(Task goal) Would you return every line of the listing below that has "AccessDenied" in it?

(Data excerpts)
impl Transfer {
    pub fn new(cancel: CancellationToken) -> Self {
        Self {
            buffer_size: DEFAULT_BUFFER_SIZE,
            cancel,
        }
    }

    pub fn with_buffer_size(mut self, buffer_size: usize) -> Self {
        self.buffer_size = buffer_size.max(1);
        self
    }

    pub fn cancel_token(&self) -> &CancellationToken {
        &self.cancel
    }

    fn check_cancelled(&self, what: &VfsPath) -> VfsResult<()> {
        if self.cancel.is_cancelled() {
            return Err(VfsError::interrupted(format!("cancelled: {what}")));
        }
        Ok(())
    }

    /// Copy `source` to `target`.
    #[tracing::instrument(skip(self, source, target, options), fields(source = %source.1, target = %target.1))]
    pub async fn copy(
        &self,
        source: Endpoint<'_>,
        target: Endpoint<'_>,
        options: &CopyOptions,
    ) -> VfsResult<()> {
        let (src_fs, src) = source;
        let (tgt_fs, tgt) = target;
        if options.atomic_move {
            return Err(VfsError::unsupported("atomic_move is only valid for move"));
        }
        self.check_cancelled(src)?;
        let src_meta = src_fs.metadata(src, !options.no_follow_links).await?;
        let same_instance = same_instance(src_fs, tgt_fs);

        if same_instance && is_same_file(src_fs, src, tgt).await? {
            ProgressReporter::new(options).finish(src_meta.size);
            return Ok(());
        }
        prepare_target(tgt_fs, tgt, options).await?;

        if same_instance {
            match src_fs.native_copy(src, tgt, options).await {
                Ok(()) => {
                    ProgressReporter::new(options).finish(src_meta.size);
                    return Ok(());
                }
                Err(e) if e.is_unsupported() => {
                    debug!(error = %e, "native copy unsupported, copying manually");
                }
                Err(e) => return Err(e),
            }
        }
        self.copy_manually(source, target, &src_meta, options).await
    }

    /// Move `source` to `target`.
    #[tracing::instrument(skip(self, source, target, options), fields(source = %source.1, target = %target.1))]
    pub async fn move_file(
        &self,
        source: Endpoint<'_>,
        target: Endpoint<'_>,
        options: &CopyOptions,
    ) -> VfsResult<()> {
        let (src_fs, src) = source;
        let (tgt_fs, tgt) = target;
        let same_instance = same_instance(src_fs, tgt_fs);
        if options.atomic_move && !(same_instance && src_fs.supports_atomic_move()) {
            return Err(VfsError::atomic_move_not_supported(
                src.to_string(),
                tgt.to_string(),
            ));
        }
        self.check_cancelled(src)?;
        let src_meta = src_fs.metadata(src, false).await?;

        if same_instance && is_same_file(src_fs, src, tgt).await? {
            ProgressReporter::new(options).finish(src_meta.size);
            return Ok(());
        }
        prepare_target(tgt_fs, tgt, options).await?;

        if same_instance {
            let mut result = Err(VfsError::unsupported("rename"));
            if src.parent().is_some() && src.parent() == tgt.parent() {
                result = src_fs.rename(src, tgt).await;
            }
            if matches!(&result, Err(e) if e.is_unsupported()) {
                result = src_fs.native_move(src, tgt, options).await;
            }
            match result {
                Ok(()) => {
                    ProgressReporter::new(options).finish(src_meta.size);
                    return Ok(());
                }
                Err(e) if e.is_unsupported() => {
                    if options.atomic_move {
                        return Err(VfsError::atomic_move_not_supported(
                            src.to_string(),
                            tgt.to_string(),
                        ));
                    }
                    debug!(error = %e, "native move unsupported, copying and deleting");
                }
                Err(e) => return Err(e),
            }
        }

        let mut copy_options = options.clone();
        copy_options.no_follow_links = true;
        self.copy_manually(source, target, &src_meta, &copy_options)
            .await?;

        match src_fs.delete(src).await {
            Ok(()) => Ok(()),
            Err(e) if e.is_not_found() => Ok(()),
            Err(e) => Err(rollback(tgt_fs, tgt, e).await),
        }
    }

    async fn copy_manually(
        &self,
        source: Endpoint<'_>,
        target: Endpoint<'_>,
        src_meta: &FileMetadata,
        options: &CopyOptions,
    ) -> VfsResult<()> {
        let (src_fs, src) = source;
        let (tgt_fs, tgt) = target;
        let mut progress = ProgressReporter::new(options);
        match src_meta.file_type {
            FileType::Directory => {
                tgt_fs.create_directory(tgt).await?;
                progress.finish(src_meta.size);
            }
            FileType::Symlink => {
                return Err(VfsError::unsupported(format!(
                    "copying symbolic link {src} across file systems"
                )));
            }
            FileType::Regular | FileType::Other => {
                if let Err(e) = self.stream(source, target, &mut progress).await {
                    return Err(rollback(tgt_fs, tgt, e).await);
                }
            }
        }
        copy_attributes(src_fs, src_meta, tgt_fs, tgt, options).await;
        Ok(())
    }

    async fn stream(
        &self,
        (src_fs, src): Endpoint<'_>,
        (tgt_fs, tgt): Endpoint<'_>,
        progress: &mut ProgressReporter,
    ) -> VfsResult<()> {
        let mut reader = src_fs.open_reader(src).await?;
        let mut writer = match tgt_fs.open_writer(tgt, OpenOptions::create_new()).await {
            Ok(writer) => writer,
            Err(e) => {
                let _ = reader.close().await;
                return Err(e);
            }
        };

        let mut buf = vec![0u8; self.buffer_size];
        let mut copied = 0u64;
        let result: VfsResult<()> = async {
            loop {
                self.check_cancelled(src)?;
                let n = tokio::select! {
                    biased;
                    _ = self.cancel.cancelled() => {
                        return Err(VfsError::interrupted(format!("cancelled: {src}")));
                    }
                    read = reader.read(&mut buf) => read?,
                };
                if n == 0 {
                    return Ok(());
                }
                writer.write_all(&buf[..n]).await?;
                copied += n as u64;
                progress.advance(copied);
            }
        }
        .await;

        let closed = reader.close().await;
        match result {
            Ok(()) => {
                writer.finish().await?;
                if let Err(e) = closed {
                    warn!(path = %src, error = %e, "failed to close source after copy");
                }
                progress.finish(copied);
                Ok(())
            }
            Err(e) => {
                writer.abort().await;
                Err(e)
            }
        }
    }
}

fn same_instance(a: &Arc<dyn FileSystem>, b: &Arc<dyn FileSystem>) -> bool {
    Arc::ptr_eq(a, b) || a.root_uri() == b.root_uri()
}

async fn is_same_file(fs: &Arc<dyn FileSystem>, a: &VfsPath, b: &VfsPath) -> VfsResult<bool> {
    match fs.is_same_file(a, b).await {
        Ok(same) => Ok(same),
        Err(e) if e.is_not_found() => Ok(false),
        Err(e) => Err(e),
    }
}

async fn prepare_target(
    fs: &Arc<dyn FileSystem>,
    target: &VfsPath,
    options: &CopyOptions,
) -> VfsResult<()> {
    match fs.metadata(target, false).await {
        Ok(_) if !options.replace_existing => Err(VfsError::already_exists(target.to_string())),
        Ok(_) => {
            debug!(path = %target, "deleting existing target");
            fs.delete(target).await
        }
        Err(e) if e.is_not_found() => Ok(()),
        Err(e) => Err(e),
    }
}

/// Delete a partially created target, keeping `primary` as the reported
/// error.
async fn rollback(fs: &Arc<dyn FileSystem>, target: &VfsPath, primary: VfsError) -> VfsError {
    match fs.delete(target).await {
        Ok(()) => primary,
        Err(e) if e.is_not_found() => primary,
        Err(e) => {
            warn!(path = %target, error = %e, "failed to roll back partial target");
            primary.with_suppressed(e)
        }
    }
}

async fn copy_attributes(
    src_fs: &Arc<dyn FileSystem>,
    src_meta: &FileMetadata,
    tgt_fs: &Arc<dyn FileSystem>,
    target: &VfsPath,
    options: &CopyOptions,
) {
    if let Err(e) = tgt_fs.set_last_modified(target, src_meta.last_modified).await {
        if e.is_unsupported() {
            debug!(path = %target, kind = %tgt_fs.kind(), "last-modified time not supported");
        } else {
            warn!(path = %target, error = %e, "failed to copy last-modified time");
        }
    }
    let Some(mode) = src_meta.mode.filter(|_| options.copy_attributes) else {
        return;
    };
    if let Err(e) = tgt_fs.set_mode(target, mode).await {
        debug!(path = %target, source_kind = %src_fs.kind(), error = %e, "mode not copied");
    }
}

---

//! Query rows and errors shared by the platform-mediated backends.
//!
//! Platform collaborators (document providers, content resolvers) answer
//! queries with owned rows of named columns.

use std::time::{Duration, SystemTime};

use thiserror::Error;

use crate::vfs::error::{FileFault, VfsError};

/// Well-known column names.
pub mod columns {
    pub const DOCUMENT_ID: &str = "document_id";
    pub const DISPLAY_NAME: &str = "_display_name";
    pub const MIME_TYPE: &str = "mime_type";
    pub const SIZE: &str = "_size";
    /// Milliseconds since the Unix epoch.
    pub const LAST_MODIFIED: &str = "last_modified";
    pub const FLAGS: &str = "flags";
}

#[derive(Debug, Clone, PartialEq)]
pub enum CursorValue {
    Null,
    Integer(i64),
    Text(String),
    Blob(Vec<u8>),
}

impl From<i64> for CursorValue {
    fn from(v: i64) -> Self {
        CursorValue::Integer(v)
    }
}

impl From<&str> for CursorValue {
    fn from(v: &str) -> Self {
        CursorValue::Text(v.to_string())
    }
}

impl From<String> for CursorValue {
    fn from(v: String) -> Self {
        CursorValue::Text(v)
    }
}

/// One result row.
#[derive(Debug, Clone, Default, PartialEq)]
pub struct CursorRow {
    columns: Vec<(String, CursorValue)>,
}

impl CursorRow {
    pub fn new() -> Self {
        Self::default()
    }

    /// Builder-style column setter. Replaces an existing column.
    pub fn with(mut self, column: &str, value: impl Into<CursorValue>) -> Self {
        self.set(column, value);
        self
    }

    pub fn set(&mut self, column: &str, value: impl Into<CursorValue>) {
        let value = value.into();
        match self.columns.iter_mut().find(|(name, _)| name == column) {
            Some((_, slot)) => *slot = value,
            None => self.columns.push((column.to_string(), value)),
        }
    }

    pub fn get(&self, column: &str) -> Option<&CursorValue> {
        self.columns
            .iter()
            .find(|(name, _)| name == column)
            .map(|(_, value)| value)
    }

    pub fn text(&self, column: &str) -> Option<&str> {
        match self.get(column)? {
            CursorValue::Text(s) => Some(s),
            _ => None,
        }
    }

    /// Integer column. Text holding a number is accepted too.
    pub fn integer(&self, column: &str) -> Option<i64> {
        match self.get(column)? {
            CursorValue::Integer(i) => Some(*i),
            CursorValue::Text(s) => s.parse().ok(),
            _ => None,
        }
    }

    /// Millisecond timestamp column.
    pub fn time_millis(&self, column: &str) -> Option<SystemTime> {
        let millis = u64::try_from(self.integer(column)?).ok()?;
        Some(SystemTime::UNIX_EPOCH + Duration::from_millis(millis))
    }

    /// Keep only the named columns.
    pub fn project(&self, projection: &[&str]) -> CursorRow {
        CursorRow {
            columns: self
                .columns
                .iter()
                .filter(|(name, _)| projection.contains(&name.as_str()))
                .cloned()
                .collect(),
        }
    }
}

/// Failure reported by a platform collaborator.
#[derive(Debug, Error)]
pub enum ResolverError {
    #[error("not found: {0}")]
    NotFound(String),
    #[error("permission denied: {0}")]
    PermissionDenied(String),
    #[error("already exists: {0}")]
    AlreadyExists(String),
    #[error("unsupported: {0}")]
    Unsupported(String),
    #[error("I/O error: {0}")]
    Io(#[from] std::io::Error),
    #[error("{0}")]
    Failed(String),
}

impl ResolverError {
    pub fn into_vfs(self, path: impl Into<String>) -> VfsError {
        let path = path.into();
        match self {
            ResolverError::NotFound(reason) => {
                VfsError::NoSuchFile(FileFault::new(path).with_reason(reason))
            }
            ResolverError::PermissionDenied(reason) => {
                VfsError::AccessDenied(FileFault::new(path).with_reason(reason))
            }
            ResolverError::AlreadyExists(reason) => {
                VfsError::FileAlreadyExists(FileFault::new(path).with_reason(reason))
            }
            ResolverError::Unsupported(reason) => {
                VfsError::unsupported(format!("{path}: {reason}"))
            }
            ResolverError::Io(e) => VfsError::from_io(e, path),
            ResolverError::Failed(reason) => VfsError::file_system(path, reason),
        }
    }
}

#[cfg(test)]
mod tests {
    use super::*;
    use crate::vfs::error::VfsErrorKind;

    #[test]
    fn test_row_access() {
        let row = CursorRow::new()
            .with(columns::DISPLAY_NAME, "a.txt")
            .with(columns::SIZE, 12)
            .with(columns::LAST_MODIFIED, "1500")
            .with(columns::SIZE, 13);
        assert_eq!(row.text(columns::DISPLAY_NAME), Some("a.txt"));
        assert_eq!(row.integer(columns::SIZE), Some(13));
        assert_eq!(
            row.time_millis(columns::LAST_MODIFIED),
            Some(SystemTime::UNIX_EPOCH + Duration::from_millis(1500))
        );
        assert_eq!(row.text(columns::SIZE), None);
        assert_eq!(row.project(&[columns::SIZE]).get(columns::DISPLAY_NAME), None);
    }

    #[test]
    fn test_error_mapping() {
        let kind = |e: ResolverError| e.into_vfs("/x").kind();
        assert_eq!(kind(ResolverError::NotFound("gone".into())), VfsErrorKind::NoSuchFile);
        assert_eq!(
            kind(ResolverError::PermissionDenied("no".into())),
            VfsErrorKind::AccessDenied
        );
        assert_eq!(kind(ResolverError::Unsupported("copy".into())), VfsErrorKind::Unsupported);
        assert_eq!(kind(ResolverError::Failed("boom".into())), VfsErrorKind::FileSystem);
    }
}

(Answer for the task)
                VfsError::AccessDenied(FileFault::new(path).with_reason(reason))
            VfsErrorKind::AccessDenied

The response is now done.